Costs dampen New Year's mood

For most Russians, it's not New Year's without a Salad Olivier, a dish meant to augur prosperity. This year, soaring food costs mean the tradition can also be a painful reminder of how rapidly many Russians' wealth is fading amid recession and Western sanctions.

The mix of chicken, potatoes, peas, carrots and mayonnaise - which was introduced by a Belgian chef in the 19th century, and shed richer ingredients like grouse and crayfish amid food shortages under the Soviets - will cost 35 percent more to prepare this year.

The stiff rise, reported by the federal statistics office, comes amid the deepest economic downturn in President Vladimir Putin's 15 years in office.

"Before, you could buy jewelry or expensive perfume for the New Year," says 65-year old Nikolai Skomorokhov, who retired this month. "This time, it's about the bare minimum. We're mostly spending on the celebration."

- AP

ISRAEL

Police: Wedding guests arrested

Israeli police said Tuesday they have arrested Jewish suspects who appeared in a video of a wedding at which guests can be seen celebrating an arson attack that killed a Palestinian toddler.

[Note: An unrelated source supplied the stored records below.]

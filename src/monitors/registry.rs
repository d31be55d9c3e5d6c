use crate::alerts::Notifier;
use crate::config::Properties;
use crate::monitors::{Monitor, MonitorFactory, MonitorKind, Outcome};
use crate::probe::Prober;
use crate::scheduler::Job;
use crate::state::ConditionState;
use log::{debug, error, info};
use std::error::Error;
use std::sync::Arc;
use std::time::Duration;

/// Builds every monitor variant from configuration
///
/// A variant whose construction fails is logged and left out; it never
/// prevents the remaining variants from being built.
pub struct Registry {
    monitors: Vec<Box<dyn Monitor>>,
}

impl Registry {
    /// Build all known variants
    pub fn load(props: &Properties) -> Self {
        let factories: Vec<(MonitorKind, MonitorFactory)> = MonitorKind::ALL
            .iter()
            .map(|kind| (*kind, kind.factory()))
            .collect();
        Self::from_factories(props, &factories)
    }

    /// Build from an explicit factory table
    pub fn from_factories(props: &Properties, factories: &[(MonitorKind, MonitorFactory)]) -> Self {
        let mut monitors = Vec::with_capacity(factories.len());
        for (kind, factory) in factories {
            match factory(props) {
                Ok(monitor) => monitors.push(monitor),
                Err(e) => error!("Failed to configure {} monitor: {}", kind, e),
            }
        }
        Self { monitors }
    }

    /// Number of variants that were built, enabled or not
    pub fn len(&self) -> usize {
        self.monitors.len()
    }

    pub fn is_empty(&self) -> bool {
        self.monitors.is_empty()
    }

    /// Consume the registry, keeping only enabled monitors
    pub fn enabled_monitors(self) -> Vec<Box<dyn Monitor>> {
        self.monitors
            .into_iter()
            .filter(|monitor| {
                if monitor.is_enabled() {
                    info!(
                        "{} monitor enabled, polling every {:?}",
                        monitor.kind(),
                        monitor.interval()
                    );
                    true
                } else {
                    debug!("{} monitor disabled", monitor.kind());
                    false
                }
            })
            .collect()
    }
}

/// A monitor bundled with its state and collaborators, ready to schedule
///
/// The job exclusively owns the monitor's [`ConditionState`]; the scheduler
/// never runs the same job twice at once, so the state needs no locking.
pub struct MonitorJob {
    name: String,
    monitor: Box<dyn Monitor>,
    state: ConditionState,
    prober: Arc<dyn Prober>,
    notifier: Arc<dyn Notifier>,
}

impl MonitorJob {
    pub fn new(monitor: Box<dyn Monitor>, prober: Arc<dyn Prober>, notifier: Arc<dyn Notifier>) -> Self {
        Self {
            name: monitor.kind().to_string(),
            monitor,
            state: ConditionState::new(),
            prober,
            notifier,
        }
    }

    pub fn interval(&self) -> Duration {
        self.monitor.interval()
    }

    pub fn state(&self) -> &ConditionState {
        &self.state
    }
}

impl Job for MonitorJob {
    fn name(&self) -> &str {
        &self.name
    }

    /// Fails only when every condition's probe failed, so tick statistics
    /// show a device that returned no data at all
    fn run(&mut self) -> Result<(), Box<dyn Error + Send + Sync>> {
        let outcomes = self.monitor.check(
            &mut self.state,
            self.prober.as_ref(),
            self.notifier.as_ref(),
        );
        debug!("{} check finished: {:?}", self.name, outcomes);

        if !outcomes.is_empty() && outcomes.iter().all(|o| *o == Outcome::ProbeFailed) {
            return Err(format!("no data from any of {} probe(s)", outcomes.len()).into());
        }
        Ok(())
    }
}

#[cfg(test)]
mod tests {
    use super::*;
    use crate::alerts::RecordingNotifier;
    use crate::error::MonitorError;
    use crate::events::NotificationKind;
    use crate::monitors::{heartbeat, transmitter};
    use crate::probe::{NoProbe, ProbeValue, ScriptedProber};
    use crate::state::StateKey;

    fn failing(_: &Properties) -> Result<Box<dyn Monitor>, MonitorError> {
        Err(MonitorError::InvalidConfig("broken on purpose".to_string()))
    }

    fn exploding(_: &Properties) -> Result<Box<dyn Monitor>, MonitorError> {
        Err(MonitorError::InvalidConfig("also broken".to_string()))
    }

    #[test]
    fn test_only_enabled_monitors_are_returned() {
        let props: Properties = r#"
            [monitor.heartbeat]
            enabled = true

            [monitor.ups]
            enabled = true

            [monitor.transmitter]
            enabled = false
        "#
        .parse()
        .unwrap();

        let registry = Registry::load(&props);
        assert_eq!(registry.len(), MonitorKind::ALL.len());

        let mut kinds: Vec<MonitorKind> = registry
            .enabled_monitors()
            .iter()
            .map(|m| m.kind())
            .collect();
        kinds.sort_by_key(|k| k.section());
        assert_eq!(kinds, vec![MonitorKind::Heartbeat, MonitorKind::BatteryBackup]);
    }

    #[test]
    fn test_failing_variant_does_not_block_others() {
        let props: Properties = "[monitor.heartbeat]\nenabled = true\n[monitor.transmitter]\nenabled = true"
            .parse()
            .unwrap();

        let factories: [(MonitorKind, MonitorFactory); 4] = [
            (MonitorKind::WebManagedUnit, failing),
            (MonitorKind::Heartbeat, heartbeat::build),
            (MonitorKind::BatteryBackup, exploding),
            (MonitorKind::Transmitter, transmitter::build),
        ];
        let registry = Registry::from_factories(&props, &factories);

        assert_eq!(registry.len(), 2);
        assert_eq!(registry.enabled_monitors().len(), 2);
    }

    #[test]
    fn test_invalid_web_band_only_drops_web_monitor() {
        let props: Properties = r#"
            [monitor.web]
            enabled = true
            freq_low = 60
            freq_high = 40

            [monitor.stream]
            enabled = true
        "#
        .parse()
        .unwrap();

        let enabled = Registry::load(&props).enabled_monitors();
        assert_eq!(enabled.len(), 1);
        assert_eq!(enabled[0].kind(), MonitorKind::StreamPresence);
    }

    #[test]
    fn test_job_keeps_state_between_runs() {
        let monitor = transmitter::build(&Properties::default()).unwrap();
        let prober = Arc::new(ScriptedProber::new(vec![
            Ok(ProbeValue::Integer(6)),
            Ok(ProbeValue::Integer(1)),
            Ok(ProbeValue::Integer(5)),
            Ok(ProbeValue::Integer(1)),
        ]));
        let notifier = Arc::new(RecordingNotifier::new());
        let mut job = MonitorJob::new(monitor, prober, notifier.clone());

        assert_eq!(job.name(), "transmitter");
        job.run().unwrap();
        assert!(job.state().contains(StateKey::TransmitterHealth));
        job.run().unwrap();

        let kinds: Vec<NotificationKind> = notifier.events().iter().map(|e| e.kind).collect();
        assert_eq!(
            kinds,
            vec![NotificationKind::TransmitterHealth, NotificationKind::TransmitterHealth]
        );
    }

    #[test]
    fn test_job_reports_total_probe_failure() {
        let monitor = transmitter::build(&Properties::default()).unwrap();
        let notifier = Arc::new(RecordingNotifier::new());
        let mut job = MonitorJob::new(monitor, Arc::new(NoProbe), notifier.clone());

        assert!(job.run().is_err());
        assert!(job.state().is_empty());
        assert!(notifier.is_empty());
    }

    #[test]
    fn test_heartbeat_job_never_fails() {
        let monitor = heartbeat::build(&Properties::default()).unwrap();
        let notifier = Arc::new(RecordingNotifier::new());
        let mut job = MonitorJob::new(monitor, Arc::new(NoProbe), notifier.clone());

        assert!(job.run().is_ok());
        assert_eq!(notifier.len(), 1);
    }
}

Police spokeswoman Luba Samri said the groom and three wedding guests were arrested Tuesday and they are suspected of incitement and unlawful weapon possession.

The video, aired by Channel 10 last week, shows a rowdy crowd of skullcap-wearing youths brandishing rifles and dancing to music with lyrics calling for revenge.

Some appear to be stabbing photos of Ali Dawabshe, who died when suspected Jewish extremists firebombed his family home in the West Bank in July. The groom told Channel 10 he did not see his guests defiling photographs of Dawabsheh.

- AP
SOUTH KOREA

Many are angry

over Japan pact

There's relief among South Korean and Japanese diplomats after the two countries announced an "irreversible" settlement of a decades-long standoff over Korean women forced into sexual slavery by Japan's World War II military. But activists and many of the elderly victims were furious Tuesday.

Both sides compromised in Monday's surprise deal, so neither got everything it wanted. Nationalists in Japan are angry over Prime Minister Shinzo Abe's apology. Some South Koreans say President Park Geun-hye settled for far too little money - about $8 million - and that Japan still hasn't taken legal responsibility for atrocities during its colonial occupation of the Korean Peninsula from 1910 to 1945.

But the apparent finality of the deal - both sides called the matter "resolved finally and irreversibly," if faithfully implemented - has been largely accepted so far, after decades in which the issue ruined ties between the two powerful Northeast Asian democracies.